* **ABOUT THIS EXERCISE**:
Locate the word "logging" in the material, then show every line that holds it.

☆ ☆ ☆ ☆ ☆

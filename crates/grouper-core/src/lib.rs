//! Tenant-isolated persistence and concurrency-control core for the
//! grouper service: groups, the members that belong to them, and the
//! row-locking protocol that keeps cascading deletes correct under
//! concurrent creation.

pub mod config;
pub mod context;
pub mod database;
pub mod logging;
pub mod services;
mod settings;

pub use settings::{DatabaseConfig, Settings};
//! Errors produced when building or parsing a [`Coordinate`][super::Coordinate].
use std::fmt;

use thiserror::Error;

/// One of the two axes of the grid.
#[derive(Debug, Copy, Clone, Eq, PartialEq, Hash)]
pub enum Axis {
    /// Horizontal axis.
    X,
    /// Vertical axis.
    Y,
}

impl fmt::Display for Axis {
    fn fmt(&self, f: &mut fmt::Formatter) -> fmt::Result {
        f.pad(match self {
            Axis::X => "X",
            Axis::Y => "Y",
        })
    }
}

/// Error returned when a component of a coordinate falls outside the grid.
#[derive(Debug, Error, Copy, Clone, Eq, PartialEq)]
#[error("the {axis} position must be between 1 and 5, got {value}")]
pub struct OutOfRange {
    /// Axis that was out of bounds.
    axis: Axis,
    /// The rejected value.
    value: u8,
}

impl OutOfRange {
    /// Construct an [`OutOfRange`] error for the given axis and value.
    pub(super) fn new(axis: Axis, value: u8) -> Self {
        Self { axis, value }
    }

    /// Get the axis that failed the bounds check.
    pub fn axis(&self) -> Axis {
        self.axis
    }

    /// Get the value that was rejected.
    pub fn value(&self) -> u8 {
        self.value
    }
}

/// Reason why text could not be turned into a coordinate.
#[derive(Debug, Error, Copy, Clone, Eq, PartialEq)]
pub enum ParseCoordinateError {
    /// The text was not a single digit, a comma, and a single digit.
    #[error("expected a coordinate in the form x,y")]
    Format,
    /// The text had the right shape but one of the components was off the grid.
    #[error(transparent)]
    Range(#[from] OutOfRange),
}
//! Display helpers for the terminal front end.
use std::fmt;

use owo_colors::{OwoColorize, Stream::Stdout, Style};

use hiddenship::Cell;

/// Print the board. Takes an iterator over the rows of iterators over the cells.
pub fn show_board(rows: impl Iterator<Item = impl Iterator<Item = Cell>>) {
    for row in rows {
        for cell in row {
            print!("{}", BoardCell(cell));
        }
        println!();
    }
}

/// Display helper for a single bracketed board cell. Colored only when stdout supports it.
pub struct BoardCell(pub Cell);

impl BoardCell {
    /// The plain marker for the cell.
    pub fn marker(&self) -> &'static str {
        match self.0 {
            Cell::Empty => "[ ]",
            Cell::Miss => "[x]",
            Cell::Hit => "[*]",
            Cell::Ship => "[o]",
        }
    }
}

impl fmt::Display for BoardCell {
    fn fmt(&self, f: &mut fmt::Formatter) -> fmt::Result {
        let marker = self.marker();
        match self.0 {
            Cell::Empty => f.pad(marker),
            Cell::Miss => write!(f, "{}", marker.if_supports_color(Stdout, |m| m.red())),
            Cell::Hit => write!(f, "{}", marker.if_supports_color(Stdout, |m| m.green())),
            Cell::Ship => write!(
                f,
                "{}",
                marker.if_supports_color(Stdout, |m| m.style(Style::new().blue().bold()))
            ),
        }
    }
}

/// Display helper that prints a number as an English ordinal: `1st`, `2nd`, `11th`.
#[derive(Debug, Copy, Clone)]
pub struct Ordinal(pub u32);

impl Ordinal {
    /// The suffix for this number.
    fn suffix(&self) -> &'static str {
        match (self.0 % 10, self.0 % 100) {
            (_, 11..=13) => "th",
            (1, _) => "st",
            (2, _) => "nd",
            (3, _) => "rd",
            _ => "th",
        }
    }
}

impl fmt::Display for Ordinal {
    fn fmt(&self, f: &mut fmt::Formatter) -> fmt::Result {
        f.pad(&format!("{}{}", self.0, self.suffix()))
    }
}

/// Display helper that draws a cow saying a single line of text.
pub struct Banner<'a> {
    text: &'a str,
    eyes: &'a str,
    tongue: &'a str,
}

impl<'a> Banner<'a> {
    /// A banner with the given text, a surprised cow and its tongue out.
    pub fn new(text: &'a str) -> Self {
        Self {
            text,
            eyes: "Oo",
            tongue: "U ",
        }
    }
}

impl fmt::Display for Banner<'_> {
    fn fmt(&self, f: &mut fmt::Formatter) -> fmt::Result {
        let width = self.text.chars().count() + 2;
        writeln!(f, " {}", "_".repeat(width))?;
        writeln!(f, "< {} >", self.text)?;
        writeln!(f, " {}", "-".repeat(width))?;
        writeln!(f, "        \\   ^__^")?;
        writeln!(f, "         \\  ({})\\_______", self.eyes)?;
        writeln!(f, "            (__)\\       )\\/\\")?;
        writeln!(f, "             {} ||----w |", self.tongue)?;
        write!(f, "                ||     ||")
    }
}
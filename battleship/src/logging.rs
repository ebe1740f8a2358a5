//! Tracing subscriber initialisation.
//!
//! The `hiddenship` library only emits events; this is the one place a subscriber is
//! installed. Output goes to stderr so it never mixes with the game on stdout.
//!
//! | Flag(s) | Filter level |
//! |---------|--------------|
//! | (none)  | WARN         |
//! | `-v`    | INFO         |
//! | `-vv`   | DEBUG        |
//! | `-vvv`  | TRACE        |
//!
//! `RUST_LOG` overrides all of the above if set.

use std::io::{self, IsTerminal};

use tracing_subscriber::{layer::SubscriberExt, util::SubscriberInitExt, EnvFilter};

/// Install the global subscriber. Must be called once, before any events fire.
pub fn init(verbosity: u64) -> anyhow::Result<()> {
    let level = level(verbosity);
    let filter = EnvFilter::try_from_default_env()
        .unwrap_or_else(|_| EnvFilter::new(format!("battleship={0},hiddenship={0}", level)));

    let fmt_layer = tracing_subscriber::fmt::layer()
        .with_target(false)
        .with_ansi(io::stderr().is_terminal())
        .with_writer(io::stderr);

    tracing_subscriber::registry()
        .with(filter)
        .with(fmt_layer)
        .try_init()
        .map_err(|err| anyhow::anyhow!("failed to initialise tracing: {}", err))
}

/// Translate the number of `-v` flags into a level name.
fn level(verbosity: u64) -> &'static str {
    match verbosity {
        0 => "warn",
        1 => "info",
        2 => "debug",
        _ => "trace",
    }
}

☆ ☆ ☆ ☆ ☆

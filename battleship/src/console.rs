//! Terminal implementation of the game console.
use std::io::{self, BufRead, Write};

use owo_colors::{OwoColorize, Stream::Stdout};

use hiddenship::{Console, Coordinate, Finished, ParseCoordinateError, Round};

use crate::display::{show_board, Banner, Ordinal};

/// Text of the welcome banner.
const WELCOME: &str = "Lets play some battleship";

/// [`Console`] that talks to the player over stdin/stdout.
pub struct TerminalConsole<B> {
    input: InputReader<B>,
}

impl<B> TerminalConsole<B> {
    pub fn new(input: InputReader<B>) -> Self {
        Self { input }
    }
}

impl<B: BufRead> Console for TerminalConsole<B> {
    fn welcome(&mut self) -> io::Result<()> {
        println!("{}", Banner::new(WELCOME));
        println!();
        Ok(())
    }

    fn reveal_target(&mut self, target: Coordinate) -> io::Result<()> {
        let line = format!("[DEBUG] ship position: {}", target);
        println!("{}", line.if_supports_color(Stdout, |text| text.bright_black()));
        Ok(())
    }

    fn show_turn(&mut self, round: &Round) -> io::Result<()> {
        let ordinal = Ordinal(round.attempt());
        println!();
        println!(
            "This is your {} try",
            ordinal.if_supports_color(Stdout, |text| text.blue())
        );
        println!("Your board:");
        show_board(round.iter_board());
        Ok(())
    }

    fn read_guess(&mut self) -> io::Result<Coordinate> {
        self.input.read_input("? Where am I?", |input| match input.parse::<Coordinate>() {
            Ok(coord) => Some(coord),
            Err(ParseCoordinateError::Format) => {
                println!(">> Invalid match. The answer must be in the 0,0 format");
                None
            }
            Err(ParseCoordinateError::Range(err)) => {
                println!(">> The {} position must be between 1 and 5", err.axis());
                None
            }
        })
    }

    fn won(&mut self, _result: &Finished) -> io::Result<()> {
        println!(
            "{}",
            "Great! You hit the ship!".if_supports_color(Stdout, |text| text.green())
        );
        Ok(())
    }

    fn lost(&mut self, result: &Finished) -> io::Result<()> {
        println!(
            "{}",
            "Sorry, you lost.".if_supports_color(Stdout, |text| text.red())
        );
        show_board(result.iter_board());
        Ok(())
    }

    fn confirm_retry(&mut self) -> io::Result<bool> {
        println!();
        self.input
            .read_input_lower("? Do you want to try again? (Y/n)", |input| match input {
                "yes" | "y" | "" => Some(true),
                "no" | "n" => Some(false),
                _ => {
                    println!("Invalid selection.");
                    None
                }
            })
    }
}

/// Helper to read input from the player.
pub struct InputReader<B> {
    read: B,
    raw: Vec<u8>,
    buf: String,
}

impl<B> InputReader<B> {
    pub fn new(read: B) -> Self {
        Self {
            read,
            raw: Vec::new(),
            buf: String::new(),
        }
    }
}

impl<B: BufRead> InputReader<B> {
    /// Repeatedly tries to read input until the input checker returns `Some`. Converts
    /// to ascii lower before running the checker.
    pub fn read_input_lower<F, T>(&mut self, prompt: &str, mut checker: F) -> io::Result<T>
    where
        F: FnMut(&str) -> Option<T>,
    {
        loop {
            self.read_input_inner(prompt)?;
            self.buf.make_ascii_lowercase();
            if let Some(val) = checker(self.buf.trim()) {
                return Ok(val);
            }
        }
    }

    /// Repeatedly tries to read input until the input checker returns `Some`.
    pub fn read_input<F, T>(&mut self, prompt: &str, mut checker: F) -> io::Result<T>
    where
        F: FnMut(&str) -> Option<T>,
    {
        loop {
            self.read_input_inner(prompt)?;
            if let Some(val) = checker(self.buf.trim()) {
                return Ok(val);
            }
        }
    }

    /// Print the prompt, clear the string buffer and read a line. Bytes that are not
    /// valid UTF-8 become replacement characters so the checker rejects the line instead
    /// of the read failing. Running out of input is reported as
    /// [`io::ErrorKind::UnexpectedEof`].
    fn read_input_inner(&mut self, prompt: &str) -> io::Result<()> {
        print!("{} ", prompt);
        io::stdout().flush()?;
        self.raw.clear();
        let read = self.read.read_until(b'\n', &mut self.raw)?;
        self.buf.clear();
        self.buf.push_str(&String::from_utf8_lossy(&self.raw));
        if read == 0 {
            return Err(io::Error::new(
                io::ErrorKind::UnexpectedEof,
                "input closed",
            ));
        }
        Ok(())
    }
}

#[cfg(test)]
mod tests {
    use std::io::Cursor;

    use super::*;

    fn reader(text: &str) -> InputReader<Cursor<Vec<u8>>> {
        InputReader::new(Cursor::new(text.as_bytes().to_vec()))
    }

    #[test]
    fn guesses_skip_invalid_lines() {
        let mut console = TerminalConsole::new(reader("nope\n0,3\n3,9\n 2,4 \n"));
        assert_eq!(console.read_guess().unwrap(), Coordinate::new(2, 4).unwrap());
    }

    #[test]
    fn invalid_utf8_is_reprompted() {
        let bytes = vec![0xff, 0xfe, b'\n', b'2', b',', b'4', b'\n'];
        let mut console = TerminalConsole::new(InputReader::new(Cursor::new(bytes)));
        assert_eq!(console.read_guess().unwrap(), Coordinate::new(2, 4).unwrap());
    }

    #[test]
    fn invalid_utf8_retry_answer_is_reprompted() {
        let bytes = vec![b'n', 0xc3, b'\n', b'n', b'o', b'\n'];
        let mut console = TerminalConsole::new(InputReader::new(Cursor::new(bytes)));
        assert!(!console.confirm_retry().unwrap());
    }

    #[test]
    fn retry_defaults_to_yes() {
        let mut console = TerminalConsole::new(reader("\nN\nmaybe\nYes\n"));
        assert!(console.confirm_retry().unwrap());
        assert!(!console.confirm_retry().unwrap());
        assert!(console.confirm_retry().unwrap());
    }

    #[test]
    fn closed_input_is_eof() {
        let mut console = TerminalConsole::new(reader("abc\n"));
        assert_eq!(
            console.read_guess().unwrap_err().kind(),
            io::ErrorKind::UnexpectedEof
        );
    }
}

☆ ☆ ☆ ☆ ☆

* **ANSWER TO THE EXERCISE**:
pub mod logging;
filename battleship/src/logging.rs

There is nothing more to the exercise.